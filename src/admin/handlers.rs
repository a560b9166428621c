use axum::{extract::State, Json};
use serde::Serialize;

use crate::admin::AdminState;
use crate::events::ChannelStatus;
use crate::http::server::ServerStatus;
use crate::http::site::SiteStatus;

#[derive(Serialize)]
pub struct SystemStatus {
    pub version: &'static str,
    pub server: ServerStatus,
    pub channels: usize,
}

pub async fn get_status(State(state): State<AdminState>) -> Json<SystemStatus> {
    Json(SystemStatus {
        version: env!("CARGO_PKG_VERSION"),
        server: state.server.status(),
        channels: state.driver.as_ref().map(|d| d.channel_count()).unwrap_or(0),
    })
}

pub async fn get_sites(State(state): State<AdminState>) -> Json<Vec<SiteStatus>> {
    Json(state.server.sites())
}

pub async fn get_channels(State(state): State<AdminState>) -> Json<Vec<ChannelStatus>> {
    Json(state.driver.as_ref().map(|d| d.statuses()).unwrap_or_default())
}
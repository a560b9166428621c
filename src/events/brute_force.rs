//! Refuse channel registrations from senders that keep failing
//! authentication.

use std::collections::{HashMap, VecDeque};
use std::sync::Mutex;
use std::time::{Duration, Instant};

#[derive(Debug)]
pub struct BruteForceGuard {
    window: Duration,
    max_attempts: usize,
    failures: Mutex<HashMap<String, VecDeque<Instant>>>,
}

impl BruteForceGuard {
    pub fn new(window: Duration, max_attempts: u32) -> Self {
        Self {
            window,
            max_attempts: max_attempts as usize,
            failures: Mutex::new(HashMap::new()),
        }
    }

    fn prune(&self, attempts: &mut VecDeque<Instant>, now: Instant) {
        while let Some(first) = attempts.front() {
            if now.duration_since(*first) >= self.window {
                attempts.pop_front();
            } else {
                break;
            }
        }
    }

    /// True if `sender` reached the limit inside the window.
    pub fn is_blocked(&self, sender: &str) -> bool {
        if self.max_attempts == 0 {
            return false;
        }
        let Ok(mut failures) = self.failures.lock() else {
            return false;
        };
        let key = sender.to_ascii_lowercase();
        let now = Instant::now();
        let blocked = match failures.get_mut(&key) {
            Some(attempts) => {
                self.prune(attempts, now);
                attempts.len() >= self.max_attempts
            }
            None => false,
        };
        if blocked {
            tracing::warn!(sender = %key, "Brute force attack suspected, registration refused");
        }
        blocked
    }

    pub fn record_failure(&self, sender: &str) {
        let Ok(mut failures) = self.failures.lock() else {
            return;
        };
        let now = Instant::now();
        let attempts = failures.entry(sender.to_ascii_lowercase()).or_default();
        self.prune(attempts, now);
        attempts.push_back(now);
    }

    /// Drop senders whose failures all left the window.
    pub fn sweep(&self) {
        let now = Instant::now();
        if let Ok(mut failures) = self.failures.lock() {
            failures.retain(|_, attempts| {
                self.prune(attempts, now);
                !attempts.is_empty()
            });
        }
    }

    pub fn tracked(&self) -> usize {
        self.failures.lock().map(|f| f.len()).unwrap_or(0)
    }
}

#[cfg(test)]
mod tests {
    use super::*;

    #[test]
    fn test_blocks_after_max_attempts() {
        let guard = BruteForceGuard::new(Duration::from_secs(60), 3);
        for _ in 0..2 {
            guard.record_failure("10.0.0.9");
        }
        assert!(!guard.is_blocked("10.0.0.9"));
        guard.record_failure("10.0.0.9");
        assert!(guard.is_blocked("10.0.0.9"));
        assert!(!guard.is_blocked("10.0.0.10"));
    }

    #[test]
    fn test_window_expiry() {
        let guard = BruteForceGuard::new(Duration::from_millis(0), 1);
        guard.record_failure("host");
        assert!(!guard.is_blocked("host"));
        guard.sweep();
        assert_eq!(guard.tracked(), 0);
    }

    #[test]
    fn test_zero_attempts_disables_guard() {
        let guard = BruteForceGuard::new(Duration::from_secs(60), 0);
        guard.record_failure("host");
        assert!(!guard.is_blocked("host"));
    }
}
//! WebSocket support.
//!
//! # Data Flow
//! ```text
//! HTTP upgrade request
//!     → handshake.rs (validate, accept key, subprotocol)
//!     → socket.rs (read loop + writer task over the upgraded stream)
//!     → frame.rs (encode/decode, fragments, close payloads)
//!     → SocketHandler callbacks (application or event channel)
//! ```

pub mod frame;
pub mod handshake;
pub mod socket;

pub use frame::{Frame, FrameError, FragmentQueue, Opcode};
pub use handshake::HandshakeError;
pub use socket::{AppData, Outbound, SocketHandler, SocketState, SocketStatistics, WebSocket};
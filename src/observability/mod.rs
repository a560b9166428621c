//! Observability subsystem.
//!
//! # Data Flow
//! ```text
//! All subsystems produce:
//!     → logging.rs (structured log events through `tracing`)
//!     → metrics.rs (counters, gauges, histograms)
//!
//! Consumers:
//!     → Log aggregation (stdout, pretty or JSON)
//!     → Metrics endpoint (Prometheus scrape)
//! ```

pub mod logging;
pub mod metrics;

pub use logging::init_logging;
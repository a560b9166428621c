//! Sites and URL prefixes.
//!
//! A site is a `(port, base path)` pair with a handler. Its URL prefix
//! (`http://+:8080/app/`) is what the request queue matches against.

use std::collections::BTreeMap;
use std::sync::atomic::{AtomicBool, AtomicU64, Ordering};
use std::sync::{Arc, RwLock, Weak};

use futures_util::future::BoxFuture;
use serde::Serialize;

pub use crate::config::schema::ChannelType;
use crate::http::message::HttpMessage;
use crate::http::url_group::UrlGroup;

/// Application code answering the requests of a site.
pub trait SiteHandler: Send + Sync {
    fn handle<'a>(&'a self, message: &'a mut HttpMessage) -> BoxFuture<'a, ()>;
}

impl<F> SiteHandler for F
where
    F: Fn(&mut HttpMessage) + Send + Sync,
{
    fn handle<'a>(&'a self, message: &'a mut HttpMessage) -> BoxFuture<'a, ()> {
        self(message);
        Box::pin(async {})
    }
}

/// Normalize a base path so it starts and ends with `/`.
pub fn normalize_base(base: &str) -> String {
    let trimmed = base.trim().trim_matches('/');
    if trimmed.is_empty() {
        "/".to_string()
    } else {
        format!("/{trimmed}/")
    }
}

/// Ports a site may bind: the HTTP defaults or anything unprivileged.
pub fn is_allowed_port(port: u16) -> bool {
    port >= 1024 || port == 80 || port == 443
}

/// Short host name of this machine.
pub fn machine_name() -> String {
    std::env::var("HOSTNAME")
        .ok()
        .or_else(|| std::fs::read_to_string("/etc/hostname").ok())
        .map(|name| name.trim().to_string())
        .filter(|name| !name.is_empty())
        .unwrap_or_else(|| "localhost".to_string())
}

#[derive(Debug, Clone, PartialEq, Eq, Hash, Serialize)]
pub struct UrlPrefix {
    pub channel_type: ChannelType,
    pub host: String,
    pub port: u16,
    pub secure: bool,
    pub base: String,
}

impl UrlPrefix {
    /// Build a prefix; `address` is the bound IP, used for `Address`.
    pub fn new(channel_type: ChannelType, secure: bool, port: u16, base: &str, address: &str) -> Self {
        let host = match channel_type {
            ChannelType::Strong => "+".to_string(),
            ChannelType::Weak => "*".to_string(),
            ChannelType::Named => machine_name()
                .split('.')
                .next()
                .unwrap_or("localhost")
                .to_string(),
            ChannelType::FullyQualified => machine_name(),
            ChannelType::Address => address.to_string(),
        };
        Self {
            channel_type,
            host,
            port,
            secure,
            base: normalize_base(base),
        }
    }

    /// Higher wins: strong wildcard, explicit host, weak wildcard.
    fn precedence(&self) -> u8 {
        match self.channel_type {
            ChannelType::Strong => 2,
            ChannelType::Weak => 0,
            _ => 1,
        }
    }

    /// Rank of this prefix for a request, `None` if it does not apply.
    /// Compare ranks to pick the best prefix.
    pub fn rank(&self, host: &str, port: u16, path: &str) -> Option<(u8, usize)> {
        if port != self.port {
            return None;
        }
        let host_ok = match self.channel_type {
            ChannelType::Strong | ChannelType::Weak => true,
            _ => self.host.eq_ignore_ascii_case(host),
        };
        if !host_ok {
            return None;
        }
        let path_ok = path.starts_with(&self.base) || format!("{path}/") == self.base;
        path_ok.then_some((self.precedence(), self.base.len()))
    }
}

impl std::fmt::Display for UrlPrefix {
    fn fmt(&self, f: &mut std::fmt::Formatter<'_>) -> std::fmt::Result {
        let scheme = if self.secure { "https" } else { "http" };
        write!(f, "{}://{}:{}{}", scheme, self.host, self.port, self.base)
    }
}

/// A registered site.
pub struct Site {
    port: u16,
    base: String,
    prefix: UrlPrefix,
    main_site: Option<Weak<Site>>,
    group: Arc<UrlGroup>,
    handler: RwLock<Arc<dyn SiteHandler>>,
    started: AtomicBool,
    requests: AtomicU64,
}

impl std::fmt::Debug for Site {
    fn fmt(&self, f: &mut std::fmt::Formatter<'_>) -> std::fmt::Result {
        f.debug_struct("Site")
            .field("prefix", &self.prefix.to_string())
            .field("subsite", &self.is_subsite())
            .finish()
    }
}

#[derive(Debug, Clone, Serialize)]
pub struct SiteStatus {
    pub prefix: String,
    pub port: u16,
    pub base: String,
    pub subsite: bool,
    pub started: bool,
    pub requests: u64,
    pub authentication: &'static str,
}

impl Site {
    pub fn new(
        prefix: UrlPrefix,
        main_site: Option<&Arc<Site>>,
        group: Arc<UrlGroup>,
        handler: Arc<dyn SiteHandler>,
    ) -> Self {
        Self {
            port: prefix.port,
            base: prefix.base.clone(),
            prefix,
            main_site: main_site.map(Arc::downgrade),
            group,
            handler: RwLock::new(handler),
            started: AtomicBool::new(false),
            requests: AtomicU64::new(0),
        }
    }

    pub fn port(&self) -> u16 {
        self.port
    }

    pub fn base(&self) -> &str {
        &self.base
    }

    pub fn prefix(&self) -> &UrlPrefix {
        &self.prefix
    }

    pub fn group(&self) -> &Arc<UrlGroup> {
        &self.group
    }

    pub fn is_subsite(&self) -> bool {
        self.main_site.is_some()
    }

    pub fn main_site(&self) -> Option<Arc<Site>> {
        self.main_site.as_ref().and_then(Weak::upgrade)
    }

    /// Whether `other` is the main site of this one.
    pub fn depends_on(&self, other: &Arc<Site>) -> bool {
        self.main_site
            .as_ref()
            .map(|main| std::ptr::eq(main.as_ptr(), Arc::as_ptr(other)))
            .unwrap_or(false)
    }

    pub fn handler(&self) -> Option<Arc<dyn SiteHandler>> {
        self.handler.read().ok().map(|h| Arc::clone(&h))
    }

    pub fn set_handler(&self, handler: Arc<dyn SiteHandler>) {
        if let Ok(mut slot) = self.handler.write() {
            *slot = handler;
        }
    }

    /// Start accepting requests. Fails if the URL group is not started.
    pub fn start(&self) -> bool {
        if !self.group.is_started() {
            tracing::error!(prefix = %self.prefix, "Site cannot start: URL group not started");
            return false;
        }
        self.started.store(true, Ordering::SeqCst);
        true
    }

    pub fn stop(&self) {
        self.started.store(false, Ordering::SeqCst);
    }

    pub fn is_started(&self) -> bool {
        self.started.load(Ordering::SeqCst)
    }

    pub fn record_request(&self) {
        self.requests.fetch_add(1, Ordering::Relaxed);
    }

    pub fn requests_handled(&self) -> u64 {
        self.requests.load(Ordering::Relaxed)
    }

    pub fn status(&self) -> SiteStatus {
        SiteStatus {
            prefix: self.prefix.to_string(),
            port: self.port,
            base: self.base.clone(),
            subsite: self.is_subsite(),
            started: self.is_started(),
            requests: self.requests_handled(),
            authentication: self.group.scheme().as_str(),
        }
    }
}

/// Sites keyed by `(port, base)`.
#[derive(Debug, Default)]
pub struct SiteRegistry {
    sites: BTreeMap<(u16, String), Arc<Site>>,
}

impl SiteRegistry {
    pub fn new() -> Self {
        Self::default()
    }

    fn key(port: u16, base: &str) -> (u16, String) {
        (port, normalize_base(base))
    }

    pub fn get(&self, port: u16, base: &str) -> Option<Arc<Site>> {
        self.sites.get(&Self::key(port, base)).cloned()
    }

    /// Main site whose base is the longest prefix of `base` on `port`.
    pub fn find_main_site(&self, port: u16, base: &str) -> Option<Arc<Site>> {
        let base = normalize_base(base);
        self.sites
            .values()
            .filter(|s| s.port == port && !s.is_subsite() && base.starts_with(&s.base))
            .max_by_key(|s| s.base.len())
            .cloned()
    }

    /// Site that owns a URL prefix string.
    pub fn find_by_prefix(&self, prefix: &str) -> Option<Arc<Site>> {
        self.sites
            .values()
            .find(|s| s.prefix.to_string() == prefix)
            .cloned()
    }

    /// Returns false if the key is taken.
    pub fn insert(&mut self, site: Arc<Site>) -> bool {
        let key = Self::key(site.port, &site.base);
        if self.sites.contains_key(&key) {
            return false;
        }
        self.sites.insert(key, site);
        true
    }

    pub fn remove(&mut self, port: u16, base: &str) -> Option<Arc<Site>> {
        self.sites.remove(&Self::key(port, base))
    }

    pub fn has_dependents(&self, site: &Arc<Site>) -> bool {
        self.sites.values().any(|s| s.depends_on(site))
    }

    pub fn all(&self) -> Vec<Arc<Site>> {
        self.sites.values().cloned().collect()
    }

    pub fn len(&self) -> usize {
        self.sites.len()
    }

    pub fn is_empty(&self) -> bool {
        self.sites.is_empty()
    }

    pub fn drain(&mut self) -> Vec<Arc<Site>> {
        std::mem::take(&mut self.sites).into_values().collect()
    }
}

#[cfg(test)]
mod tests {
    use super::*;
    use crate::http::url_group::AuthConfig;

    fn site(base: &str, main: Option<&Arc<Site>>) -> Arc<Site> {
        let prefix = UrlPrefix::new(ChannelType::Strong, false, 8080, base, "127.0.0.1");
        let group = Arc::new(UrlGroup::new(AuthConfig::default()));
        let handler: Arc<dyn SiteHandler> = Arc::new(|_: &mut HttpMessage| {});
        Arc::new(Site::new(prefix, main, group, handler))
    }

    #[test]
    fn test_prefix_format() {
        let prefix = UrlPrefix::new(ChannelType::Weak, true, 443, "app", "10.0.0.1");
        assert_eq!(prefix.to_string(), "https://*:443/app/");
        let address = UrlPrefix::new(ChannelType::Address, false, 8080, "/", "10.0.0.1");
        assert_eq!(address.to_string(), "http://10.0.0.1:8080/");
    }

    #[test]
    fn test_allowed_ports() {
        assert!(is_allowed_port(80));
        assert!(is_allowed_port(443));
        assert!(is_allowed_port(1024));
        assert!(!is_allowed_port(500));
        assert!(!is_allowed_port(1023));
    }

    #[test]
    fn test_prefix_precedence() {
        let strong = UrlPrefix::new(ChannelType::Strong, false, 8080, "/", "");
        let weak = UrlPrefix::new(ChannelType::Weak, false, 8080, "/app", "");
        let explicit = UrlPrefix::new(ChannelType::Address, false, 8080, "/", "example.org");

        let path = "/app/page";
        let strong_rank = strong.rank("example.org", 8080, path).unwrap();
        let weak_rank = weak.rank("example.org", 8080, path).unwrap();
        let explicit_rank = explicit.rank("example.org", 8080, path).unwrap();
        assert!(strong_rank > explicit_rank);
        assert!(explicit_rank > weak_rank);
        assert!(explicit.rank("other.org", 8080, path).is_none());
        assert!(weak.rank("example.org", 8081, path).is_none());
        assert!(weak.rank("example.org", 8080, "/app").is_some());
        assert!(weak.rank("example.org", 8080, "/apple").is_none());
    }

    #[test]
    fn test_registry_main_site_lookup() {
        let mut registry = SiteRegistry::new();
        let main = site("/app", None);
        assert!(registry.insert(main.clone()));
        assert!(!registry.insert(site("/app/", None)));

        let found = registry.find_main_site(8080, "/app/sub").unwrap();
        assert!(Arc::ptr_eq(&found, &main));
        assert!(registry.find_main_site(8080, "/other").is_none());

        let sub = site("/app/sub", Some(&main));
        assert!(registry.insert(sub.clone()));
        assert!(registry.has_dependents(&main));
        assert!(!registry.has_dependents(&sub));
        assert!(registry.find_by_prefix("http://+:8080/app/sub/").is_some());
    }
}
* * * * * * *
Problem statement: Take the first line of the material above as the start and the line that contains "filename src/events/brute_force.rs" as the end. Output only that span, every line exactly as it stands.

Exercise answer:
filename src/admin/handlers.rs
repository a560b9166428621c
use axum::{extract::State, Json};
use serde::Serialize;

use crate::admin::AdminState;
use crate::events::ChannelStatus;
use crate::http::server::ServerStatus;
use crate::http::site::SiteStatus;

#[derive(Serialize)]
pub struct SystemStatus {
    pub version: &'static str,
    pub server: ServerStatus,
    pub channels: usize,
}

pub async fn get_status(State(state): State<AdminState>) -> Json<SystemStatus> {
    Json(SystemStatus {
        version: env!("CARGO_PKG_VERSION"),
        server: state.server.status(),
        channels: state.driver.as_ref().map(|d| d.channel_count()).unwrap_or(0),
    })
}

pub async fn get_sites(State(state): State<AdminState>) -> Json<Vec<SiteStatus>> {
    Json(state.server.sites())
}

pub async fn get_channels(State(state): State<AdminState>) -> Json<Vec<ChannelStatus>> {
    Json(state.driver.as_ref().map(|d| d.statuses()).unwrap_or_default())
}
repository a560b9166428621c
filename src/events/brute_force.rs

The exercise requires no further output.